In response to the need for more research on Russian language acquisition beyond the intermediate and advanced proficiency levels, the present study examines pragmatic language use outside of the classroom during study abroad by learners of Russian who performed at the advanced level in pre-program oral proficiency interviews (OPIs) and who attained the superior level in post-program OPIs. These learners are compared with those who performed at the intermediate level in pre-program OPIs. Findings are based on participant reports of time spent using Russian outside of class and on their narratives about incidents of cooperative discourse between themselves and native speakers in informal settings.
The Russian Flagship Program, an education initiative funded by NSEP and implemented through American Councils, is designed to increase language proficiency among learners of Russian from the advanced level (“2”) to at least the superior level (“3”).
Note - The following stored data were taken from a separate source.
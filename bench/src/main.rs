use jitsort::{Generator, SortRoutine};
use serde::Serialize;
use std::time::Instant;

#[derive(Serialize)]
struct BenchmarkResult {
    name: String,
    elements: usize,
    element_size: usize,
    generate_secs: f64,
    run_secs: f64,
    code_bytes: usize,
    rust_sort_secs: f64,
}

#[derive(Serialize)]
struct BenchmarkOutput {
    results: Vec<BenchmarkResult>,
}

/// Deterministic byte-keyed records: the first byte is the key, the rest is
/// filler so records stay distinguishable.
fn make_records(count: usize, element_size: usize) -> Vec<u8> {
    let mut state: u32 = 0x9E37_79B9;
    let mut data = Vec::with_capacity(count * element_size);
    for i in 0..count {
        state ^= state << 13;
        state ^= state >> 17;
        state ^= state << 5;
        let mut record = vec![0u8; element_size];
        record[0] = (state & 0xFF) as u8;
        for (j, byte) in record.iter_mut().enumerate().skip(8usize.min(element_size)) {
            *byte = (i + j) as u8;
        }
        data.extend_from_slice(&record);
    }
    data
}

fn time<T, F: FnOnce() -> T>(f: F) -> (T, f64) {
    let start = Instant::now();
    let value = f();
    (value, start.elapsed().as_secs_f64())
}

fn run_benchmark(name: &str, count: usize, element_size: usize) -> BenchmarkResult {
    let data = make_records(count, element_size);
    let generator = Generator::default();

    let (routine, generate_secs) = time(|| generator.sort_fixed(&data, element_size));
    let routine: SortRoutine<'_> = match routine {
        Ok(routine) => routine,
        Err(e) => {
            eprintln!("benchmark {} failed to generate: {}", name, e);
            std::process::exit(1);
        }
    };
    let (output, run_secs) = time(|| routine.run());
    if output.is_none() {
        eprintln!("benchmark {}: output allocation failed", name);
    }

    let (_, rust_sort_secs) = time(|| {
        let mut records: Vec<&[u8]> = data.chunks_exact(element_size).collect();
        records.sort_by_key(|r| r[0]);
        records.concat()
    });

    BenchmarkResult {
        name: name.to_string(),
        elements: count,
        element_size,
        generate_secs,
        run_secs,
        code_bytes: routine.code().len(),
        rust_sort_secs,
    }
}

fn main() {
    let results = vec![
        run_benchmark("bytes_10k", 10_000, 1),
        run_benchmark("u32_10k", 10_000, 4),
        run_benchmark("records64_10k", 10_000, 64),
        run_benchmark("bytes_100k", 100_000, 1),
    ];

    let output = BenchmarkOutput { results };
    match serde_json::to_string_pretty(&output) {
        Ok(json) => println!("{}", json),
        Err(e) => eprintln!("failed to serialize results: {}", e),
    }
}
In addition to their involvement in a formal, highly-structured curriculum at St. Petersburg University, Flagship students regularly completed Language Utilization Reports (LURs), on which they recorded the number of hours they spent per week using Russian outside of the classroom, including the time they spent at their internships, with friends, in public transportation/shopping, reading the press, attending cultural events, watching TV, and so forth.
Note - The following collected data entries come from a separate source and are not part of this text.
use std::path::PathBuf;
use thiserror::Error;

/// Location of a line inside a named source file, used in error reports.
#[derive(Debug, Clone, PartialEq, Eq)]
pub struct SourceLocation {
    /// File identity (short name or path as given by the caller).
    pub file: String,
    /// Line number (1-indexed)
    pub line: usize,
}

impl SourceLocation {
    /// Create a new source location
    pub fn new(file: impl Into<String>, line: usize) -> Self {
        Self {
            file: file.into(),
            line,
        }
    }
}

impl std::fmt::Display for SourceLocation {
    fn fmt(&self, f: &mut std::fmt::Formatter<'_>) -> std::fmt::Result {
        write!(f, "{}:{}", self.file, self.line)
    }
}

/// Errors emitted while reading a metadata section.
#[derive(Debug, Error)]
pub enum MetadataError {
    /// YAML failed to parse.
    #[error("metadata parse error: {0}")]
    Parse(String),
    /// Top-level YAML node was not a mapping.
    #[error("metadata must be a key/value mapping at the top level")]
    InvalidRootType,
}

/// Errors that can occur while building a cento project.
#[derive(Debug, Error)]
pub enum CentoError {
    /// The outline (configuration) file could not be read.
    #[error("settings file {} not found: {source}", path.display())]
    ConfigNotFound {
        /// Offending path
        path: PathBuf,
        /// Underlying IO failure
        #[source]
        source: std::io::Error,
    },
    /// The outline file was readable but is not valid INI.
    #[error("settings file {} is malformed: {message}", path.display())]
    ConfigParse {
        /// Offending path
        path: PathBuf,
        /// Parser message
        message: String,
    },
    /// A required top-level section is absent from the outline.
    #[error("outline has no [{section}] section")]
    MissingSection {
        /// Name of the missing section
        section: String,
    },
    /// A key that cannot name an outline section.
    #[error("the key {key:?} cannot be used as an outline section name")]
    UnhashableKey {
        /// Rejected key
        key: String,
    },
    /// A project option whose value has the wrong shape.
    #[error("option {key:?} has invalid value {value:?}: expected {expected}")]
    InvalidOption {
        /// Option name
        key: String,
        /// Rejected value
        value: String,
        /// What the option accepts
        expected: &'static str,
    },
    /// Deleting or reading a key that does not exist.
    #[error("key {key:?} not found")]
    KeyNotFound {
        /// Missing key
        key: String,
    },
    /// A section kind name with no variant or no registered divider.
    #[error("unknown section kind {kind:?}")]
    UnknownKind {
        /// Requested kind
        kind: String,
    },
    /// A style name with no built-in definition.
    #[error("unknown style {name:?}")]
    UnknownStyle {
        /// Requested style
        name: String,
    },
    /// A divider table that breaks the one-marker-per-kind rules.
    #[error("invalid divider for {kind}: {reason}")]
    InvalidDivider {
        /// Kind whose marker was rejected
        kind: String,
        /// Why the marker was rejected
        reason: String,
    },
    /// A marker line that is present but truncated.
    #[error("malformed section marker at {location}: {line_text:?} looks like a truncated {marker:?}")]
    MalformedSection {
        /// File and line of the marker
        location: SourceLocation,
        /// Marker the line was meant to be
        marker: String,
        /// Text of the offending line
        line_text: String,
    },
    /// A source file could not be read.
    #[error("source file {} not found: {source}", path.display())]
    SourceNotFound {
        /// Offending path
        path: PathBuf,
        /// Underlying IO failure
        #[source]
        source: std::io::Error,
    },
    /// The metadata section of a file could not be parsed.
    #[error("invalid metadata in {file}: {source}")]
    Metadata {
        /// File identity
        file: String,
        /// Underlying metadata failure
        #[source]
        source: MetadataError,
    },
    /// The markup converter rejected a section.
    #[error("failed to convert {kind} section of {file}: {message}")]
    Conversion {
        /// File identity
        file: String,
        /// Section kind name
        kind: String,
        /// Converter message
        message: String,
    },
}

impl CentoError {
    /// Create an unknown kind error
    pub fn unknown_kind(kind: impl Into<String>) -> Self {
        Self::UnknownKind { kind: kind.into() }
    }

    /// Create a missing section error
    pub fn missing_section(section: impl Into<String>) -> Self {
        Self::MissingSection {
            section: section.into(),
        }
    }

    /// Create a key-not-found error
    pub fn key_not_found(key: impl Into<String>) -> Self {
        Self::KeyNotFound { key: key.into() }
    }

    /// Create a malformed section error with location
    pub fn malformed_section(
        file: impl Into<String>,
        line: usize,
        marker: impl Into<String>,
        line_text: impl Into<String>,
    ) -> Self {
        Self::MalformedSection {
            location: SourceLocation::new(file, line),
            marker: marker.into(),
            line_text: line_text.into(),
        }
    }
}

/// Result alias used across the crate.
pub type Result<T, E = CentoError> = std::result::Result<T, E>;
The Flagship students were compared to intermediate-level students who participated in regular semester and academic-year programs, and who likewise completed LURs. The data used in this comparison show that Flagship participants used Russian more often overall than their counterparts in the semester/AY programs. In particular, Flagship participants chose to spend more time with their language tutors, and used Russian more often at their internships, with friends, and in reading the press, all of which were perceived as valuable sources of linguistic input, according to Flagship participants.
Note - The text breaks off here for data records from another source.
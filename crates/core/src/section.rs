//! The section variant family.
//!
//! Each variant knows its start marker and how to turn its raw slice into
//! output content. Variants are stateless and shared by every file in a run.
//! Construction by name goes through an explicit table instead of a runtime
//! registry of subclasses.

use crate::convert::{ConvertOptions, Converter, visual_references};
use crate::dividers::{DividerRegistry, SectionKind};
use crate::error::{CentoError, Result};
use crate::metadata::{JsonMap, parse_metadata};
use crate::split::{SplitDocument, split};

/// File identity used when a section is parsed without a file name.
pub const ANONYMOUS_FILE: &str = "<input>";

/// Output of one parsed section.
#[derive(Debug, Clone, PartialEq)]
pub enum SectionContent {
    /// Structured key/value data from a metadata section.
    Metadata(JsonMap),
    /// Converted prose from a text, notes or slides section.
    Prose(String),
}

impl SectionContent {
    /// The metadata map, if this is metadata.
    pub fn as_metadata(&self) -> Option<&JsonMap> {
        match self {
            SectionContent::Metadata(map) => Some(map),
            SectionContent::Prose(_) => None,
        }
    }

    /// The converted prose, if this is prose.
    pub fn as_prose(&self) -> Option<&str> {
        match self {
            SectionContent::Prose(text) => Some(text),
            SectionContent::Metadata(_) => None,
        }
    }
}

/// Rules for the metadata section.
#[derive(Debug, Clone, PartialEq, Eq)]
pub struct Metadata {
    /// Marker opening the section.
    pub start: Option<String>,
    /// Copy visuals found in the text section into the notes section.
    pub visuals_in_notes: bool,
}

impl Metadata {
    /// Appends the visuals of `text` to `notes`.
    ///
    /// Returns `notes` untouched when the flag is off or the text has no
    /// visuals. A file without notes gets a notes body made of its visuals.
    pub fn notes_with_visuals(
        &self,
        file: &str,
        text: Option<&str>,
        notes: Option<String>,
        options: &ConvertOptions,
    ) -> Result<Option<String>> {
        let Some(text) = text.filter(|_| self.visuals_in_notes) else {
            return Ok(notes);
        };
        let visuals = visual_references(text, options).map_err(|err| CentoError::Conversion {
            file: file.to_string(),
            kind: SectionKind::Text.name().to_string(),
            message: err.to_string(),
        })?;
        if visuals.is_empty() {
            return Ok(notes);
        }

        let mut combined = notes.unwrap_or_default();
        if !combined.is_empty() && !combined.ends_with("\n\n") {
            combined.push_str(if combined.ends_with('\n') { "\n" } else { "\n\n" });
        }
        combined.push_str(&visuals.join("\n\n"));
        combined.push('\n');
        Ok(Some(combined))
    }
}

/// Rules for a prose section (text, notes or slides).
#[derive(Debug, Clone, PartialEq, Eq)]
pub struct Prose {
    /// Marker opening the section.
    pub start: Option<String>,
}

/// One section kind together with its parsing rules.
#[derive(Debug, Clone, PartialEq, Eq)]
pub enum Section {
    /// File-level metadata.
    Metadata(Metadata),
    /// Manuscript text.
    Text(Prose),
    /// Notes accompanying the text.
    Notes(Prose),
    /// Slide content.
    Slides(Prose),
}

type Constructor = fn(&DividerRegistry) -> Section;

const CONSTRUCTORS: &[(&str, Constructor)] = &[
    ("metadata", Section::metadata),
    ("text", Section::text),
    ("notes", Section::notes),
    ("slides", Section::slides),
];

fn marker_for(dividers: &DividerRegistry, kind: SectionKind) -> Option<String> {
    dividers.lookup(kind).ok().map(str::to_string)
}

impl Section {
    /// Builds the section named `name` with the standard dividers.
    pub fn create(name: &str) -> Result<Section> {
        Section::create_with(name, DividerRegistry::standard())
    }

    /// Builds the section named `name` with markers from `dividers`.
    pub fn create_with(name: &str, dividers: &DividerRegistry) -> Result<Section> {
        CONSTRUCTORS
            .iter()
            .find(|(key, _)| *key == name)
            .map(|(_, constructor)| constructor(dividers))
            .ok_or_else(|| CentoError::unknown_kind(name))
    }

    /// Builds the section for `kind` with markers from `dividers`.
    pub fn for_kind(kind: SectionKind, dividers: &DividerRegistry) -> Section {
        match kind {
            SectionKind::Metadata => Section::metadata(dividers),
            SectionKind::Text => Section::text(dividers),
            SectionKind::Notes => Section::notes(dividers),
            SectionKind::Slides => Section::slides(dividers),
        }
    }

    fn metadata(dividers: &DividerRegistry) -> Section {
        Section::Metadata(Metadata {
            start: marker_for(dividers, SectionKind::Metadata),
            visuals_in_notes: true,
        })
    }

    fn text(dividers: &DividerRegistry) -> Section {
        Section::Text(Prose {
            start: marker_for(dividers, SectionKind::Text),
        })
    }

    fn notes(dividers: &DividerRegistry) -> Section {
        Section::Notes(Prose {
            start: marker_for(dividers, SectionKind::Notes),
        })
    }

    fn slides(dividers: &DividerRegistry) -> Section {
        Section::Slides(Prose {
            start: marker_for(dividers, SectionKind::Slides),
        })
    }

    /// Kind handled by this section.
    pub fn kind(&self) -> SectionKind {
        match self {
            Section::Metadata(_) => SectionKind::Metadata,
            Section::Text(_) => SectionKind::Text,
            Section::Notes(_) => SectionKind::Notes,
            Section::Slides(_) => SectionKind::Slides,
        }
    }

    /// Human-readable kind label.
    pub fn name(&self) -> &'static str {
        self.kind().name()
    }

    /// Marker opening this section, if it has one.
    pub fn start(&self) -> Option<&str> {
        match self {
            Section::Metadata(rules) => rules.start.as_deref(),
            Section::Text(rules) | Section::Notes(rules) | Section::Slides(rules) => {
                rules.start.as_deref()
            }
        }
    }

    /// Parses this section out of a whole source file.
    ///
    /// Returns `None` when the file has no marker for this section or the
    /// section is blank. The slice ends at the next standard marker of any
    /// kind.
    pub fn parse(
        &self,
        contents: &str,
        converter: &dyn Converter,
    ) -> Result<Option<SectionContent>> {
        if self.start().is_none() {
            return Ok(None);
        }
        let dividers = self.dividers()?;
        let document = split(ANONYMOUS_FILE, contents, &dividers, None)?;
        self.parse_document(ANONYMOUS_FILE, &document, converter)
    }

    /// Parses this section out of an already split file.
    pub fn parse_document(
        &self,
        file: &str,
        document: &SplitDocument<'_>,
        converter: &dyn Converter,
    ) -> Result<Option<SectionContent>> {
        match document.raw(self.kind()) {
            Some(raw) => self.convert(file, &raw, converter).map(Some),
            None => Ok(None),
        }
    }

    /// Converts the raw body of this section.
    pub fn convert(
        &self,
        file: &str,
        raw: &str,
        converter: &dyn Converter,
    ) -> Result<SectionContent> {
        match self {
            Section::Metadata(_) => parse_metadata(raw)
                .map(SectionContent::Metadata)
                .map_err(|source| CentoError::Metadata {
                    file: file.to_string(),
                    source,
                }),
            _ => converter
                .convert(self.kind(), raw)
                .map(SectionContent::Prose)
                .map_err(|err| CentoError::Conversion {
                    file: file.to_string(),
                    kind: self.name().to_string(),
                    message: err.to_string(),
                }),
        }
    }

    /// Standard dividers with this section's own marker swapped in.
    fn dividers(&self) -> Result<DividerRegistry> {
        let own = self.kind();
        let mut builder = DividerRegistry::builder();
        for (kind, marker) in DividerRegistry::standard().entries() {
            let marker = match (kind == own, self.start()) {
                (true, Some(start)) => start,
                _ => marker,
            };
            builder = builder.with_marker(kind, marker);
        }
        builder.build()
    }
}

#[cfg(test)]
mod tests {
    use super::*;
    use crate::convert::{MarkdownConverter, PassthroughConverter};
    use serde_json::Value as JsonValue;

    const SCENARIO: &str = "%%METADATA%%\ntitle: X\n%%TEXT%%\nHello world.\n";

    #[test]
    fn create_uses_the_name_table() {
        for kind in SectionKind::ALL {
            let section = Section::create(kind.name()).unwrap();
            assert_eq!(section.kind(), kind);
            assert_eq!(
                section.start(),
                Some(DividerRegistry::standard().lookup(kind).unwrap())
            );
        }
        let err = Section::create("appendix").unwrap_err();
        assert!(matches!(err, CentoError::UnknownKind { .. }));
    }

    #[test]
    fn metadata_defaults_to_visuals_in_notes() {
        match Section::create("metadata").unwrap() {
            Section::Metadata(rules) => assert!(rules.visuals_in_notes),
            other => panic!("unexpected section {other:?}"),
        }
    }

    #[test]
    fn unregistered_kind_has_no_start() {
        let dividers = DividerRegistry::builder()
            .with_marker(SectionKind::Text, "%%TEXT%%")
            .build()
            .unwrap();
        let slides = Section::for_kind(SectionKind::Slides, &dividers);
        assert_eq!(slides.start(), None);
        assert_eq!(slides.parse(SCENARIO, &PassthroughConverter).unwrap(), None);
    }

    #[test]
    fn parses_metadata_as_key_values() {
        let section = Section::create("metadata").unwrap();
        let content = section
            .parse(SCENARIO, &PassthroughConverter)
            .unwrap()
            .expect("metadata present");
        let map = content.as_metadata().unwrap();
        assert_eq!(map.get("title").and_then(JsonValue::as_str), Some("X"));
    }

    #[test]
    fn parses_text_with_converter() {
        let section = Section::create("text").unwrap();
        let raw = section.parse(SCENARIO, &PassthroughConverter).unwrap();
        assert_eq!(raw, Some(SectionContent::Prose("Hello world.\n".into())));

        let html = section
            .parse(SCENARIO, &MarkdownConverter::default())
            .unwrap()
            .unwrap();
        assert!(html.as_prose().unwrap().contains("<p>Hello world.</p>"));
    }

    #[test]
    fn absent_marker_yields_nothing() {
        let notes = Section::create("notes").unwrap();
        assert_eq!(notes.parse(SCENARIO, &PassthroughConverter).unwrap(), None);
    }

    #[test]
    fn custom_start_marker_is_honored() {
        let section = Section::Text(Prose {
            start: Some("== body ==".into()),
        });
        let content = section
            .parse("%%METADATA%%\na: 1\n== body ==\nprose\n", &PassthroughConverter)
            .unwrap();
        assert_eq!(content, Some(SectionContent::Prose("prose\n".into())));
    }

    #[test]
    fn invalid_metadata_reports_file() {
        let section = Section::create("metadata").unwrap();
        let err = section
            .convert("ch3", "- not\n- a map\n", &PassthroughConverter)
            .unwrap_err();
        assert!(matches!(err, CentoError::Metadata { ref file, .. } if file == "ch3"));
    }

    #[test]
    fn visuals_are_appended_to_notes() {
        let rules = Metadata {
            start: None,
            visuals_in_notes: true,
        };
        let text = "Body ![fig](fig.png).\n";
        let notes = rules
            .notes_with_visuals("ch1", Some(text), Some("A note.\n".into()), &ConvertOptions::default())
            .unwrap();
        assert_eq!(notes.as_deref(), Some("A note.\n\n![fig](fig.png)\n"));

        let created = rules
            .notes_with_visuals("ch1", Some(text), None, &ConvertOptions::default())
            .unwrap();
        assert_eq!(created.as_deref(), Some("![fig](fig.png)\n"));
    }

    #[test]
    fn visuals_stay_put_when_disabled() {
        let rules = Metadata {
            start: None,
            visuals_in_notes: false,
        };
        let notes = rules
            .notes_with_visuals("ch1", Some("![fig](fig.png)\n"), None, &ConvertOptions::default())
            .unwrap();
        assert_eq!(notes, None);
    }
}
Flagship and semester/AY participants were also asked to provide brief narratives of their experiences (“successes” and “challenges”) using Russian during a given week. These narratives reveal differing perspectives on their ownership of Russian as they engaged in various speech acts (requests, apologies, expressing opinions, etc.) with native speakers. Their ownership of Russian, as they perceived it, fluctuated according to the type and complexity of the speech act and how well they were able to negotiate the speech act. The way in which Flagship and semester/AY participants defined their “successes” and “challenges” also differ according to the type and complexity of the speech act and coincides with their respective oral proficiency levels.